▸ **INPUT MATERIAL**
--- START ---
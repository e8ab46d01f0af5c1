use chrono::{DateTime, TimeZone, Utc};
use serde::{Deserialize, Serialize};
use serde_json::Value;

/// Unix milliseconds. The only time type inside the engine.
pub type Ms = i64;

/// Open-ended field bag for everything a record carries beyond its typed fields.
pub type Properties = serde_json::Map<String, Value>;

/// Half-open interval `[start, end)`.
#[derive(Debug, Clone, Copy, PartialEq, Eq, Hash, Serialize, Deserialize)]
pub struct Span {
    pub start: Ms,
    pub end: Ms,
}

impl Span {
    pub fn new(start: Ms, end: Ms) -> Self {
        debug_assert!(start < end, "Span start must be before end");
        Self { start, end }
    }

    pub fn from_datetimes(start: DateTime<Utc>, end: DateTime<Utc>) -> Self {
        Self::new(start.timestamp_millis(), end.timestamp_millis())
    }

    pub fn duration_ms(&self) -> Ms {
        self.end - self.start
    }

    pub fn overlaps(&self, other: &Span) -> bool {
        self.start < other.end && other.start < self.end
    }

    pub fn contains_instant(&self, t: Ms) -> bool {
        self.start <= t && t < self.end
    }

    /// Intersection of two spans, `None` when they do not overlap.
    pub fn intersect(&self, other: &Span) -> Option<Span> {
        let start = self.start.max(other.start);
        let end = self.end.min(other.end);
        (start < end).then_some(Span { start, end })
    }

    pub fn start_datetime(&self) -> DateTime<Utc> {
        ms_to_datetime(self.start)
    }

    pub fn end_datetime(&self) -> DateTime<Utc> {
        ms_to_datetime(self.end)
    }
}

pub fn ms_to_datetime(ms: Ms) -> DateTime<Utc> {
    Utc.timestamp_millis_opt(ms).single().unwrap_or(DateTime::<Utc>::MIN_UTC)
}

/// Classification of a time slot as reported by the availability endpoints.
#[derive(Debug, Clone, Copy, PartialEq, Eq, Hash, Serialize, Deserialize)]
pub enum SlotKind {
    /// Bookable, nothing competes for this time.
    Open,
    /// Occupied by an existing reservation.
    Reservation,
    /// Outside opening hours or otherwise blocked.
    Closed,
}

impl SlotKind {
    pub const ALL: [SlotKind; 3] = [SlotKind::Open, SlotKind::Reservation, SlotKind::Closed];

    /// Higher priority wins where slots overlap.
    pub fn priority(self) -> u8 {
        match self {
            SlotKind::Open => 0,
            SlotKind::Reservation => 1,
            SlotKind::Closed => 2,
        }
    }
}

/// A single classified slot on a resource's timeline.
#[derive(Debug, Clone, Copy, PartialEq, Eq, Serialize, Deserialize)]
pub struct TimeSlot {
    pub span: Span,
    pub kind: SlotKind,
}

impl TimeSlot {
    pub fn new(start: Ms, end: Ms, kind: SlotKind) -> Self {
        Self {
            span: Span::new(start, end),
            kind,
        }
    }

    pub fn priority(&self) -> u8 {
        self.kind.priority()
    }

    pub fn is_open(&self) -> bool {
        self.kind == SlotKind::Open
    }
}

/// Resolved, gap-free and coalesced slot sequence for one resource.
#[derive(Debug, Clone, Default, PartialEq, Eq, Serialize)]
pub struct Timeline {
    slots: Vec<TimeSlot>,
}

impl Timeline {
    /// Callers guarantee the slots are sorted, contiguous and coalesced;
    /// the timeline merger is the only producer.
    pub(crate) fn from_resolved(slots: Vec<TimeSlot>) -> Self {
        Self { slots }
    }

    pub fn slots(&self) -> &[TimeSlot] {
        &self.slots
    }

    pub fn len(&self) -> usize {
        self.slots.len()
    }

    pub fn is_empty(&self) -> bool {
        self.slots.is_empty()
    }

    pub fn has_open_slot(&self) -> bool {
        self.slots.iter().any(TimeSlot::is_open)
    }

    /// Overall covered period, `None` for an empty timeline.
    pub fn period(&self) -> Option<Span> {
        match (self.slots.first(), self.slots.last()) {
            (Some(first), Some(last)) => Some(Span::new(first.span.start, last.span.end)),
            _ => None,
        }
    }

    /// Kind in effect at instant `t`, if `t` lies within the timeline.
    pub fn kind_at(&self, t: Ms) -> Option<SlotKind> {
        let idx = self.slots.partition_point(|s| s.span.end <= t);
        self.slots
            .get(idx)
            .filter(|s| s.span.contains_instant(t))
            .map(|s| s.kind)
    }

    pub fn open_spans(&self) -> impl Iterator<Item = Span> + '_ {
        self.slots.iter().filter(|s| s.is_open()).map(|s| s.span)
    }
}

#[derive(Debug, Clone, Default, PartialEq, Eq, Serialize, Deserialize)]
pub struct ResourceType {
    #[serde(rename = "Id", default)]
    pub id: Option<String>,
    #[serde(rename = "Name", default)]
    pub name: Option<String>,
}

/// A service slot carries the remaining bookable quantity.
#[derive(Debug, Clone, Copy, PartialEq, Serialize)]
pub struct ServiceSlot {
    pub span: Span,
    pub kind: SlotKind,
    pub quantity: f64,
}

/// Bookable extra (catering, equipment) offered on a resource.
#[derive(Debug, Clone, PartialEq, Serialize)]
pub struct Service {
    pub id: String,
    pub properties: Properties,
    pub time_slots: Vec<ServiceSlot>,
}

impl Service {
    pub fn is_available(&self) -> bool {
        self.time_slots
            .iter()
            .any(|s| s.kind != SlotKind::Closed && s.quantity > 0.0)
    }

    pub fn property(&self, name: &str) -> Option<&Value> {
        self.properties.get(name)
    }
}

/// Record ids are 15 (case-sensitive) or 18 (case-insensitive) ASCII alphanumerics.
pub fn is_record_id(candidate: &str) -> bool {
    matches!(candidate.len(), 15 | 18) && candidate.bytes().all(|b| b.is_ascii_alphanumeric())
}

#[cfg(test)]
mod tests {
    use super::*;

    #[test]
    fn span_basics() {
        let s = Span::new(100, 200);
        assert_eq!(s.duration_ms(), 100);
        assert!(s.contains_instant(100));
        assert!(s.contains_instant(199));
        assert!(!s.contains_instant(200)); // half-open
    }

    #[test]
    fn span_overlap() {
        let a = Span::new(100, 200);
        let b = Span::new(150, 250);
        let c = Span::new(200, 300);
        assert!(a.overlaps(&b));
        assert!(!a.overlaps(&c)); // adjacent, not overlapping
    }

    #[test]
    fn span_intersect() {
        let a = Span::new(100, 200);
        assert_eq!(a.intersect(&Span::new(150, 250)), Some(Span::new(150, 200)));
        assert_eq!(a.intersect(&Span::new(200, 300)), None);
        assert_eq!(a.intersect(&Span::new(0, 1000)), Some(a));
    }

    #[test]
    fn span_datetime_conversion() {
        let start: DateTime<Utc> = "2022-01-01T08:00:00Z".parse().unwrap();
        let end: DateTime<Utc> = "2022-01-01T12:00:00Z".parse().unwrap();
        let s = Span::from_datetimes(start, end);
        assert_eq!(s.duration_ms(), 4 * 3_600_000);
        assert_eq!(s.start_datetime(), start);
        assert_eq!(s.end_datetime(), end);
    }

    #[test]
    fn kind_priorities_are_ordered() {
        assert!(SlotKind::Closed.priority() > SlotKind::Reservation.priority());
        assert!(SlotKind::Reservation.priority() > SlotKind::Open.priority());
    }

    #[test]
    fn timeline_kind_at() {
        let tl = Timeline::from_resolved(vec![
            TimeSlot::new(0, 10, SlotKind::Closed),
            TimeSlot::new(10, 20, SlotKind::Open),
        ]);
        assert_eq!(tl.kind_at(0), Some(SlotKind::Closed));
        assert_eq!(tl.kind_at(10), Some(SlotKind::Open));
        assert_eq!(tl.kind_at(19), Some(SlotKind::Open));
        assert_eq!(tl.kind_at(20), None);
        assert_eq!(tl.period(), Some(Span::new(0, 20)));
        assert_eq!(tl.open_spans().collect::<Vec<_>>(), vec![Span::new(10, 20)]);
    }

    #[test]
    fn service_availability_needs_quantity() {
        let mut service = Service {
            id: "svc".into(),
            properties: Properties::new(),
            time_slots: vec![ServiceSlot {
                span: Span::new(0, 10),
                kind: SlotKind::Open,
                quantity: 0.0,
            }],
        };
        assert!(!service.is_available());
        service.time_slots[0].quantity = 3.0;
        assert!(service.is_available());
        service.time_slots[0].kind = SlotKind::Closed;
        assert!(!service.is_available());
    }

    #[test]
    fn record_id_recognition() {
        assert!(is_record_id("a0i1j000006uxAmAAI"));
        assert!(is_record_id("a0i1j000006uxAm"));
        assert!(!is_record_id("Meeting Room 1"));
        assert!(!is_record_id("a0i1j000006uxA"));
        assert!(!is_record_id("a0i1j000006ux-mAAI"));
    }
}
--- END ---
▸ **EXERCISE DETAILS**
If the string "Deserialize" appears in a line of the entries, report the line.

▸ **TASK OUTPUT**
use serde::{Deserialize, Serialize};
#[derive(Debug, Clone, Copy, PartialEq, Eq, Hash, Serialize, Deserialize)]
#[derive(Debug, Clone, Copy, PartialEq, Eq, Hash, Serialize, Deserialize)]
#[derive(Debug, Clone, Copy, PartialEq, Eq, Serialize, Deserialize)]
#[derive(Debug, Clone, Default, PartialEq, Eq, Serialize, Deserialize)]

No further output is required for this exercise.